Extracted information:
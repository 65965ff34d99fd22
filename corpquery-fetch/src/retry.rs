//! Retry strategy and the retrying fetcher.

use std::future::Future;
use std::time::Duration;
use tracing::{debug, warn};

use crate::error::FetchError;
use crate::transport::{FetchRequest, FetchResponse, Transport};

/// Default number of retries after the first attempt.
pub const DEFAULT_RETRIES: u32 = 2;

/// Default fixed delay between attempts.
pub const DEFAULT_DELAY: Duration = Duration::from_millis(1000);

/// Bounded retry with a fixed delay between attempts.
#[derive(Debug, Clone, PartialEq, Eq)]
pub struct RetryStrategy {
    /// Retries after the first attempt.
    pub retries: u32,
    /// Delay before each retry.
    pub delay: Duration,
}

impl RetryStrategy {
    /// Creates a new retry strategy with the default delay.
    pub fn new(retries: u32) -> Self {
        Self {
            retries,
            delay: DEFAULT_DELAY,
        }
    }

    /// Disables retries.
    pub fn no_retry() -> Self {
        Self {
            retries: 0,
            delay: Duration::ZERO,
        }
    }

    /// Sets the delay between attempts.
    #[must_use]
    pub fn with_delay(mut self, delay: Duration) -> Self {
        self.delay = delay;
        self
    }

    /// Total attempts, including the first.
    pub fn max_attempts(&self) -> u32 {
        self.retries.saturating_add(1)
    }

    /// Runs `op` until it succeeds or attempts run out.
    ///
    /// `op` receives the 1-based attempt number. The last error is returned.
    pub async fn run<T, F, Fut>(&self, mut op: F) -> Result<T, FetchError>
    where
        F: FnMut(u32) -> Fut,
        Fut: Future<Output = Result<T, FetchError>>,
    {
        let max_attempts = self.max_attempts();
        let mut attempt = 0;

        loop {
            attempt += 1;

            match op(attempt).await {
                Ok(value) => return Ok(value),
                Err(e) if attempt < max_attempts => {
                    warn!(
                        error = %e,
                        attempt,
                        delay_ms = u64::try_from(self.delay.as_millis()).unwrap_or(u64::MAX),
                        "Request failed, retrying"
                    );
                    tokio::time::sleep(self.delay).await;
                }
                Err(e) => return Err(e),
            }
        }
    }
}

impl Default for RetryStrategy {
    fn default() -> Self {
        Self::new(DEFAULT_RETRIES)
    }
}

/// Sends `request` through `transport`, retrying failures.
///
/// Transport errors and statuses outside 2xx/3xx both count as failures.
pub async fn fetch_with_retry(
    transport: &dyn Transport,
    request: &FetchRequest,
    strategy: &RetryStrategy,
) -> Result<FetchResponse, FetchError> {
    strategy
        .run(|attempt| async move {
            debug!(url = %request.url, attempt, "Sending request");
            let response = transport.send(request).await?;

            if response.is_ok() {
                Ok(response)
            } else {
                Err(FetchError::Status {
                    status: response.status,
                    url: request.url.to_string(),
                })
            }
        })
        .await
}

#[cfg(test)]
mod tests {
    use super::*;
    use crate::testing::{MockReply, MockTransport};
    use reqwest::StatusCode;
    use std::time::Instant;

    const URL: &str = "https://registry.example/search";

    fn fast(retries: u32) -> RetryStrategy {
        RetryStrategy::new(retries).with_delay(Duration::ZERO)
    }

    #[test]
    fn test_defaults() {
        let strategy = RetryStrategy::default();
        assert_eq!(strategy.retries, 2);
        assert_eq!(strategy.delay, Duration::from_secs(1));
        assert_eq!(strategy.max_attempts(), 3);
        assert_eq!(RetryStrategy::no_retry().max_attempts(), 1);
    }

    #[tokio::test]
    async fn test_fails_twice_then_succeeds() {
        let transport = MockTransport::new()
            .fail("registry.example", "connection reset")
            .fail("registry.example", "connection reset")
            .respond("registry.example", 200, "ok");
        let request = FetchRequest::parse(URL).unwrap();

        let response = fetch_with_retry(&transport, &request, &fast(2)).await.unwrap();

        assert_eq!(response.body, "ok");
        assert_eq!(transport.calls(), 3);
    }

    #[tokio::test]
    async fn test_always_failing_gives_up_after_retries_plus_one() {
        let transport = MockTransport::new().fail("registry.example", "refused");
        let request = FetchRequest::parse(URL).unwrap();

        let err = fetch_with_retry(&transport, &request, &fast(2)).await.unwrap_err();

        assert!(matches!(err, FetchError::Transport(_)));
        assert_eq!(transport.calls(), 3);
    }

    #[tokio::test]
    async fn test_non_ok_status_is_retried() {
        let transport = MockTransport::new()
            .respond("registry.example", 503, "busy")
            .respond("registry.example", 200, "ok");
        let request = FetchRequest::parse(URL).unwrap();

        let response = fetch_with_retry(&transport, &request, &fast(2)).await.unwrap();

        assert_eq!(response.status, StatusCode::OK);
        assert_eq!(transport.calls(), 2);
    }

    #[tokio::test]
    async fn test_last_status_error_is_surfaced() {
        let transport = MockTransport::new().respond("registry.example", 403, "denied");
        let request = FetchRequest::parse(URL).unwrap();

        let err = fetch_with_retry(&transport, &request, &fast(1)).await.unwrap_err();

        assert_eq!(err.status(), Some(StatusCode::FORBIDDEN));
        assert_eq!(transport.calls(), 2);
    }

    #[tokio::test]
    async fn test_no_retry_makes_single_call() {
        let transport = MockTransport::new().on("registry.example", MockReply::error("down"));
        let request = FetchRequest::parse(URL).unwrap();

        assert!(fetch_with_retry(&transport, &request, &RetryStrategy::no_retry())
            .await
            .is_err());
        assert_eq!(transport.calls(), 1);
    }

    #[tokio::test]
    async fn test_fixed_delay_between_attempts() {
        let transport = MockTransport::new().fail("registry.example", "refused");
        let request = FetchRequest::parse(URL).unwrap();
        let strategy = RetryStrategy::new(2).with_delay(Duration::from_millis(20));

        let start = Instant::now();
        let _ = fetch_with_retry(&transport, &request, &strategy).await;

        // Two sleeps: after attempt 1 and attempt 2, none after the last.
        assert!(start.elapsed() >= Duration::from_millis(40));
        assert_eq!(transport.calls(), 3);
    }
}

---

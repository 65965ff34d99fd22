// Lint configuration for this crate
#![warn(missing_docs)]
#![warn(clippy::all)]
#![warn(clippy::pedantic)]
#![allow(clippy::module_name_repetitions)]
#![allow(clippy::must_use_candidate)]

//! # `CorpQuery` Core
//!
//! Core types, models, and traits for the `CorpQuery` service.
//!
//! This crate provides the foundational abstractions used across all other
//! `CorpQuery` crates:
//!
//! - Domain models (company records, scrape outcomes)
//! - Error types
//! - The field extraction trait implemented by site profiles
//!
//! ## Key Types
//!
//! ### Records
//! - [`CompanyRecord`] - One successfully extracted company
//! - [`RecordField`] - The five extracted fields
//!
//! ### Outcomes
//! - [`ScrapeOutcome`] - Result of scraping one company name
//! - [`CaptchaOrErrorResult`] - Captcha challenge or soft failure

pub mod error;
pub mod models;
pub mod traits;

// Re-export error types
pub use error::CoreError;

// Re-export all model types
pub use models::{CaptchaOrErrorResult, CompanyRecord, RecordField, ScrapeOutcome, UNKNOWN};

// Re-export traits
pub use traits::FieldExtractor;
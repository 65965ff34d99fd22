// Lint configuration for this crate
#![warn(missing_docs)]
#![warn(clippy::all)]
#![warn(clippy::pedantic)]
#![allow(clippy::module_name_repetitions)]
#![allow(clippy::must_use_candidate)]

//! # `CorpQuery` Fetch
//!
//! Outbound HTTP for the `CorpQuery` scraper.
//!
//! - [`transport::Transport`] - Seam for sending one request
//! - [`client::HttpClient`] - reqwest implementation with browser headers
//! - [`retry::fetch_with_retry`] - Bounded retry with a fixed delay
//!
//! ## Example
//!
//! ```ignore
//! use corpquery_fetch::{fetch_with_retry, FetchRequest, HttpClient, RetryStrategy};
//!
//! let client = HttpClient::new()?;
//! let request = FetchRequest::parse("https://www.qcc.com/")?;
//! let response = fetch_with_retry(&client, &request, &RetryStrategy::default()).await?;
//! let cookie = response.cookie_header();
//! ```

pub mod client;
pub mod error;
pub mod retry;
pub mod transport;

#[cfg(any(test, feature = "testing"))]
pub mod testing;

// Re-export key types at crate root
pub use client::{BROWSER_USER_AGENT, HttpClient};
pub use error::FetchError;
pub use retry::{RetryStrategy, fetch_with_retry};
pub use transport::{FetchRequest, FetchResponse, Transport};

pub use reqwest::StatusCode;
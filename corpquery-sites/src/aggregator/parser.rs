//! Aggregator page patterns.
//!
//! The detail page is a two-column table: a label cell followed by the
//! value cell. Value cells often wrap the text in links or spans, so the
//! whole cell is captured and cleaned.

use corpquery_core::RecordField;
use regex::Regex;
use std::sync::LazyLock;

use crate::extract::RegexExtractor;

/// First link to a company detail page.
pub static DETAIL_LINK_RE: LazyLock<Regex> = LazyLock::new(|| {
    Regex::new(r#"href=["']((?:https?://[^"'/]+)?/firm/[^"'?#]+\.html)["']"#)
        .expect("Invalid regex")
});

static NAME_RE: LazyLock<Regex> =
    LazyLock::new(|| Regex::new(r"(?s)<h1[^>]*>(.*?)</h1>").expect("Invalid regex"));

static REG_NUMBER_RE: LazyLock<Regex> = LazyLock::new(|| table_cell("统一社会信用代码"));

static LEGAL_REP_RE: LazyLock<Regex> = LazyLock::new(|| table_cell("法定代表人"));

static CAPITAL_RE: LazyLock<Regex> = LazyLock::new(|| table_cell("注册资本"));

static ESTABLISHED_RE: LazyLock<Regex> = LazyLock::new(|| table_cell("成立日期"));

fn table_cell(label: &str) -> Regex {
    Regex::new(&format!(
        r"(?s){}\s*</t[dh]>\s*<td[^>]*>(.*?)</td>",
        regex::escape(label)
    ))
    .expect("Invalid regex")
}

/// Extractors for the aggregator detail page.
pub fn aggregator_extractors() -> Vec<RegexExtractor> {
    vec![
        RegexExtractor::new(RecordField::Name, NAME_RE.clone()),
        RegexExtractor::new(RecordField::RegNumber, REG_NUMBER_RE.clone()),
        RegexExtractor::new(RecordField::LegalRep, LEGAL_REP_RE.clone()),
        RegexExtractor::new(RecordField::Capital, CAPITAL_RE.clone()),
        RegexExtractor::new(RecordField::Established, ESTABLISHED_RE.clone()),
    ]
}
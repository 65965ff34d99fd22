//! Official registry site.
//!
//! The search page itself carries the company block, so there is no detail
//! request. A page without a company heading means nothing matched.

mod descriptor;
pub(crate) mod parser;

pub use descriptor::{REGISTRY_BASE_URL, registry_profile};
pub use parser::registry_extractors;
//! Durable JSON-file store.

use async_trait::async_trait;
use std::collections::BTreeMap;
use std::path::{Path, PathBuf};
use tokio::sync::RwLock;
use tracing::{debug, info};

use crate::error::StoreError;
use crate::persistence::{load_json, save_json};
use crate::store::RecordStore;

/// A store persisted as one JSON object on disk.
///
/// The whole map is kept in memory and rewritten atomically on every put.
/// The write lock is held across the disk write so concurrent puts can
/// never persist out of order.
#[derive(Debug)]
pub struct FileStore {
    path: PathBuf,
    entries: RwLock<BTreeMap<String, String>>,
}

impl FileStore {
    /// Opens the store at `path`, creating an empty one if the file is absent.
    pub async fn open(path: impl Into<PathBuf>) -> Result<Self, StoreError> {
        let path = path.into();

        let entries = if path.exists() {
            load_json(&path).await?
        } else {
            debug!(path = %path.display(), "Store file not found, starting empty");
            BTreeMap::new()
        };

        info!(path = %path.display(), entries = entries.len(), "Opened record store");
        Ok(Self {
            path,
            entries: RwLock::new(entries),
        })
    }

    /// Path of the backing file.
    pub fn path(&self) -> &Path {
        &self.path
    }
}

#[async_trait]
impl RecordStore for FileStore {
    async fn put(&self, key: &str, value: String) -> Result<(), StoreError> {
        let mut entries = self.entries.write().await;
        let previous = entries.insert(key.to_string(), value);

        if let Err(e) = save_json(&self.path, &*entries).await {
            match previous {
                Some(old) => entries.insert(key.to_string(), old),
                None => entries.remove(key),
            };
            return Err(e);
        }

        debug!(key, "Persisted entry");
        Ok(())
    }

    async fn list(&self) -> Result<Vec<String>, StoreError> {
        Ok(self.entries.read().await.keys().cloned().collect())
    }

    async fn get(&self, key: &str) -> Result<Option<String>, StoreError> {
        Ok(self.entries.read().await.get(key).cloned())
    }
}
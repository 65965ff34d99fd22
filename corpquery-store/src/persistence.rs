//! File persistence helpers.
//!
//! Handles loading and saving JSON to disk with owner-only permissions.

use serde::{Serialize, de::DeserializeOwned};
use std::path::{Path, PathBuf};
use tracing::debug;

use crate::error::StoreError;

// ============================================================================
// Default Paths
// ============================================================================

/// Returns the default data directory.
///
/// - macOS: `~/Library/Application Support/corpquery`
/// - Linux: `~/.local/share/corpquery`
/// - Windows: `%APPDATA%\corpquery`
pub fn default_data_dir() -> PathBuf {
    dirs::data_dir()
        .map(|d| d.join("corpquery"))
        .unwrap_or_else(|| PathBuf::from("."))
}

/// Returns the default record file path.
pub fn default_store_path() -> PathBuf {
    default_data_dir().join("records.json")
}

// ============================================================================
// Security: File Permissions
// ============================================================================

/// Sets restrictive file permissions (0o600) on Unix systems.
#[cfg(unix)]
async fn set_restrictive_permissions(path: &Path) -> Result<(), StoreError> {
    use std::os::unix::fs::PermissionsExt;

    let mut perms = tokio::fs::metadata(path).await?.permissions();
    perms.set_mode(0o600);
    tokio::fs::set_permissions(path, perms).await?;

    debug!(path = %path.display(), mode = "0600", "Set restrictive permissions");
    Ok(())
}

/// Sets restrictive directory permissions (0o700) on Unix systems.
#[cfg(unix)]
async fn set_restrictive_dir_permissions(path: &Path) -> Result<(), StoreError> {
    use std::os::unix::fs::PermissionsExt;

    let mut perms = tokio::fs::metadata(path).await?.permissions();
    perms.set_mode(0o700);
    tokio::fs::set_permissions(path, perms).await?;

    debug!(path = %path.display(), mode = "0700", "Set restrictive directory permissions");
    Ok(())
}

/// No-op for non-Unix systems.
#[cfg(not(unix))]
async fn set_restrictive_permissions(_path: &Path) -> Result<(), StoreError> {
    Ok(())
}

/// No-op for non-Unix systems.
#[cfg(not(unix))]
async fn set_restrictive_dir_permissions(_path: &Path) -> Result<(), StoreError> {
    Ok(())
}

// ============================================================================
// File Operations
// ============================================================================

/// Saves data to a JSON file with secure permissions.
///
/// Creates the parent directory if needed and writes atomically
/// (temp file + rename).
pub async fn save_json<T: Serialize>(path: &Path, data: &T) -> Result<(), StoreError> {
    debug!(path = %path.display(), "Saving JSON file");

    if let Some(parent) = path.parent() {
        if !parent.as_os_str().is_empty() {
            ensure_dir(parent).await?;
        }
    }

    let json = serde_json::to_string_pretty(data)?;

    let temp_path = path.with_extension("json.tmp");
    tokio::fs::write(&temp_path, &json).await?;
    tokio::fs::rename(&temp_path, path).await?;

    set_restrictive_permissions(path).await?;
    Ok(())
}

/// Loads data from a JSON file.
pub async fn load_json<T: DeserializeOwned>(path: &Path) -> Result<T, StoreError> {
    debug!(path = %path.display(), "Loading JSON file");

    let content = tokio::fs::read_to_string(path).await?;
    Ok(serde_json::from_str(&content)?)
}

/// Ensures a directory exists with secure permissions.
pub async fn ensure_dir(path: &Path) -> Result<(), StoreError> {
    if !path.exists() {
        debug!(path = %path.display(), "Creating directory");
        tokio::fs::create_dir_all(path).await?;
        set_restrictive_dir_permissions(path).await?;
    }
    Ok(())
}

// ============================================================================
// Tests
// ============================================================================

Problem description: Your answer should be each line from the preceding material in which the word "RwLock" occurs.

Written solution:
use tokio::sync::RwLock;
    entries: RwLock<BTreeMap<String, String>>,
            entries: RwLock::new(entries),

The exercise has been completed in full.